“Las mismas letras sobre las que han descansado sus ojos millones de personas en cinco continentes, en Guinea, en Filipinas, en El Salvador o en Miami”.
En su libro Defensa apasionada del español, Álex Grijelmo se refiere a la pobreza de un idioma que evolucione desde el deterioro. Carteles de aviso, subtítulos en películas y artículos de prensa son ejemplo del poco cuidado que en ocasiones se presta a la ortografía. En los programas de televisión infantiles, el empeño por usar expresiones modernas reduce a una sola palabra todos los matices.
Al utilizar los jóvenes las nuevas tecnologías como teléfonos móviles o Internet, el deseo de comunicar prevalece sobre las reglas gramaticales. Es interesante cómo compensan mediante el lenguaje la impersonalidad de una conversación en un chat o con mensajes telefónicos. Más que empobrecer el idioma lo adaptan a las nuevas circunstancias. Dos personas frente a frente comunican además de con la palabra con los gestos y los cambios de tono. Mediante onomatopeyas, abreviaturas o la supresión de las vocales, los jóvenes pretenden ganar inmediatez e intensidad en su mensaje. Se trata de decir lo máximo en el menor espacio posible.

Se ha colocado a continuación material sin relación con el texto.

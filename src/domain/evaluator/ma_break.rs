//! Moving-average breakout after opening.
//!
//! Long: the first bar after the open whose close is above its MA gives
//! `Long_AboveMa`. Short: first close below the MA gives `Short_BelowMa`.

use crate::domain::bar::Bar;
use crate::domain::error::SignalError;
use crate::domain::evaluator::{finish, SignalContext};
use crate::domain::indicator::{ensure_indicator, IndicatorKey};
use crate::domain::position::OperateKind;
use crate::domain::signal::{Outcome, Segment, Signal, SignalKey, Template, TemplateParams};
use chrono::NaiveDateTime;

pub const DEFAULT_MA_KIND: &str = "SMA";
pub const DEFAULT_PERIOD: usize = 5;

pub const TEMPLATE: Template = Template {
    name: "pos_ma",
    version: "HoldStateV230414",
    slots: [
        &[Segment::Field("pos_name")],
        &[
            Segment::Field("freq"),
            Segment::Lit("#"),
            Segment::Field("ma_kind"),
            Segment::Lit("#"),
            Segment::Field("period"),
        ],
        &[Segment::Version],
    ],
};

#[derive(Debug, Clone, Copy, PartialEq, Eq)]
pub enum MaBreakOutcome {
    Other,
    LongAboveMa,
    ShortBelowMa,
}

impl Outcome for MaBreakOutcome {
    const ALL: &'static [Self] = &[
        MaBreakOutcome::Other,
        MaBreakOutcome::LongAboveMa,
        MaBreakOutcome::ShortBelowMa,
    ];

    fn values(&self) -> &'static [&'static str] {
        match self {
            MaBreakOutcome::Other => &["Other"],
            MaBreakOutcome::LongAboveMa => &["Long", "AboveMa"],
            MaBreakOutcome::ShortBelowMa => &["Short", "BelowMa"],
        }
    }
}

#[derive(Debug, Clone, PartialEq)]
pub struct MaBreakConfig {
    pub pos_name: String,
    pub freq: String,
    pub ma_kind: String,
    pub period: usize,
}

impl MaBreakConfig {
    pub fn new(pos_name: impl Into<String>, freq: impl Into<String>) -> Self {
        Self {
            pos_name: pos_name.into(),
            freq: freq.into(),
            ma_kind: DEFAULT_MA_KIND.to_string(),
            period: DEFAULT_PERIOD,
        }
    }

    pub fn indicator(&self) -> Result<IndicatorKey, SignalError> {
        IndicatorKey::moving_average(&self.ma_kind, self.period)
    }

    pub fn validate(&self) -> Result<(), SignalError> {
        self.indicator().map(|_| ())
    }

    pub fn key(&self) -> Result<SignalKey, SignalError> {
        TEMPLATE.render(self)
    }
}

impl TemplateParams for MaBreakConfig {
    fn param(&self, field: &str) -> Option<String> {
        match field {
            "pos_name" => Some(self.pos_name.clone()),
            "freq" => Some(self.freq.clone()),
            "ma_kind" => Some(self.ma_kind.trim().to_uppercase()),
            "period" => Some(self.period.to_string()),
            _ => None,
        }
    }
}

pub fn pos_ma(ctx: &mut SignalContext<'_>, cfg: &MaBreakConfig) -> Result<Signal, SignalError> {
    let key = cfg.key()?;
    let hit = breakout_bar(ctx, cfg)?;

    let outcome = match (ctx.holding(&cfg.pos_name).map(|op| op.op), hit) {
        (Some(OperateKind::LongOpen), Some(_)) => MaBreakOutcome::LongAboveMa,
        (Some(OperateKind::ShortOpen), Some(_)) => MaBreakOutcome::ShortBelowMa,
        _ => MaBreakOutcome::Other,
    };
    Ok(finish(&key, outcome))
}

/// Time of the first bar after the open that closes beyond its MA, if any.
pub fn breakout_bar(
    ctx: &mut SignalContext<'_>,
    cfg: &MaBreakConfig,
) -> Result<Option<NaiveDateTime>, SignalError> {
    let ma = cfg.indicator()?;
    // The MA cache is kept current even when there is nothing to evaluate.
    let ma = ensure_indicator(&mut ctx.kline_mut(&cfg.freq)?.bars, ma);
    let Some(op) = ctx.holding(&cfg.pos_name) else {
        return Ok(None);
    };
    let long = op.op == OperateKind::LongOpen;
    let broke = |bar: &&Bar| match bar.indicator(&ma).and_then(|v| v.simple()) {
        Some(m) if long => bar.close > m,
        Some(m) => bar.close < m,
        None => false,
    };
    Ok(ctx.kline(&cfg.freq)?.bars_after(op.dt).find(broke).map(|b| b.dt))
}

#[cfg(test)]
mod tests {
    use super::*;
    use crate::domain::evaluator::test_support::*;
    use crate::domain::evaluator::Kline;
    use crate::domain::position::PositionBook;

    fn cfg() -> MaBreakConfig {
        MaBreakConfig::new("pos", FREQ)
    }

    #[test]
    fn key_from_template() {
        let mut c = cfg();
        c.ma_kind = "ema".into();
        c.period = 10;
        assert_eq!(c.key().unwrap().to_string(), "pos_60m#EMA#10_HoldStateV230414");
    }

    #[test]
    fn unknown_ma_kind_is_error() {
        let mut c = cfg();
        c.ma_kind = "HMA".into();
        let mut k = klines(flat_bars(&[1.0]), vec![]);
        let mut ctx = SignalContext::new(&mut k, None, 1.0);
        assert!(matches!(
            pos_ma(&mut ctx, &c),
            Err(SignalError::UnknownIndicator { .. })
        ));
    }

    #[test]
    fn no_book_is_neutral_but_cache_filled() {
        let mut k = klines(flat_bars(&[1.0, 2.0, 3.0, 4.0, 5.0, 6.0]), vec![]);
        let mut ctx = SignalContext::new(&mut k, None, 6.0);
        let signal = pos_ma(&mut ctx, &cfg()).unwrap();
        assert!(signal.is_neutral());
        assert_eq!(signal.v2, "Any");
        let kline: &Kline = &k[FREQ];
        assert!(kline
            .bars
            .bars()
            .iter()
            .all(|b| b.has_indicator(&IndicatorKey::Sma(5))));
    }

    #[test]
    fn long_breaks_above() {
        // rising closes: close is above the trailing SMA once it is defined
        let closes: Vec<f64> = (0..10).map(|i| 100.0 + i as f64).collect();
        let book = book(OperateKind::LongOpen, 2, 102.0);
        let mut k = klines(flat_bars(&closes), vec![]);
        let mut ctx = SignalContext::new(&mut k, Some(&book), 109.0);
        let signal = pos_ma(&mut ctx, &cfg()).unwrap();
        assert_eq!((signal.v1.as_str(), signal.v2.as_str()), ("Long", "AboveMa"));
        assert_eq!(breakout_bar(&mut ctx, &cfg()).unwrap(), Some(t(4)));
    }

    #[test]
    fn short_breaks_below() {
        let closes: Vec<f64> = (0..10).map(|i| 100.0 - i as f64).collect();
        let book = book(OperateKind::ShortOpen, 5, 95.0);
        let mut k = klines(flat_bars(&closes), vec![]);
        let mut ctx = SignalContext::new(&mut k, Some(&book), 91.0);
        let signal = pos_ma(&mut ctx, &cfg()).unwrap();
        assert_eq!(signal.to_string(), "pos_60m#SMA#5_HoldStateV230414_Short_BelowMa_Any_0");
    }

    #[test]
    fn long_without_breakout_is_neutral() {
        let closes: Vec<f64> = (0..10).map(|i| 100.0 - i as f64).collect();
        let book = book(OperateKind::LongOpen, 5, 95.0);
        let mut k = klines(flat_bars(&closes), vec![]);
        let mut ctx = SignalContext::new(&mut k, Some(&book), 91.0);
        assert!(pos_ma(&mut ctx, &cfg()).unwrap().is_neutral());
    }

    #[test]
    fn missing_position_is_neutral() {
        let book = PositionBook::new();
        let mut k = klines(flat_bars(&[1.0, 2.0]), vec![]);
        let mut ctx = SignalContext::new(&mut k, Some(&book), 2.0);
        assert!(pos_ma(&mut ctx, &cfg()).unwrap().is_neutral());
    }
}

Nada sucede si se concibe esta forma de expresión como algo independiente de la lengua común. “El problema no es la tecnología, sino la ignorancia”, ha dicho el escritor y académico de la lengua Antonio Muñoz Molina. Los diferentes medios tecnológicos pueden coexistir. Ni la televisión ha desplazado a la radio, ni los soportes electrónicos al libro. Tampoco una conversación por chat o a través de mensajes puede competir con aquella en la que las dos personas de cualquier edad se hallan presentes porque son formas de interacción complementarias.
Por ello el riesgo para la riqueza del idioma no es este uso lingÁ¼ístico. Más bien que se utilice sin distinción, como cuando un alumno escribe en un examen igual que en un mensaje de móvil, lo que pone de manifiesto una carencia educativa. En España más de la mitad de los hogares tienen menos de 100 libros, 3 de cada 10 personas de entre 14 y 24 años no leen y todavía menos, 6 de cada 10, entre los alumnos de primaria. Ante este panorama, la responsabilidad del idioma se delega en gran medida a los medios de comunicación.
De una manera u otra los jóvenes siempre han buscado registros propios para diferenciarse de los más mayores. Lázaro Carreter se refería a “la sensación de vejez que rodea a ciertas palabras, y la necesidad que sienten las generaciones jóvenes de sustituirlas por otras de faz más moderna”.
“Los idiomas cambian, inventando voces, introduciendo las de otros o modificando las propias”, escribía. Con las nuevas tecnologías se precisan diferentes formas de utilizar el lenguaje. Igual que nadie escribe como habla, tampoco es adecuado escribir para los internautas como en el papel o mantener el estilo de una carta en un correo electrónico o un mensaje por el móvil.
Pero los jóvenes no son el único motor de cambio del lenguaje. La comunicación no es privilegio de unos pocos. Para Lázaro Carreter “se requiere la máxima unidad en los cambios”. Así, se ha de facilitar el acceso a las nuevas tecnologías a personas de todas las edades.
En el cuarto centenario de la genial obra de Miguel de Cervantes, el lenguaje aparece como algo vivo. Somos capaces de padecer las fatigas de Don Quijote y gozar de sus andanzas, aunque el estilo del texto de Cervantes resulta lejano. Esta evolución es un síntoma de salud, en la medida en que se adapta el idioma a los últimos avances tecnológicos y necesidades. Pero ha de progresar con la aportación de sus hablantes, no con el deterioro. Perderíamos el vínculo cultural si se suprimiesen, por ejemplo, las vocales.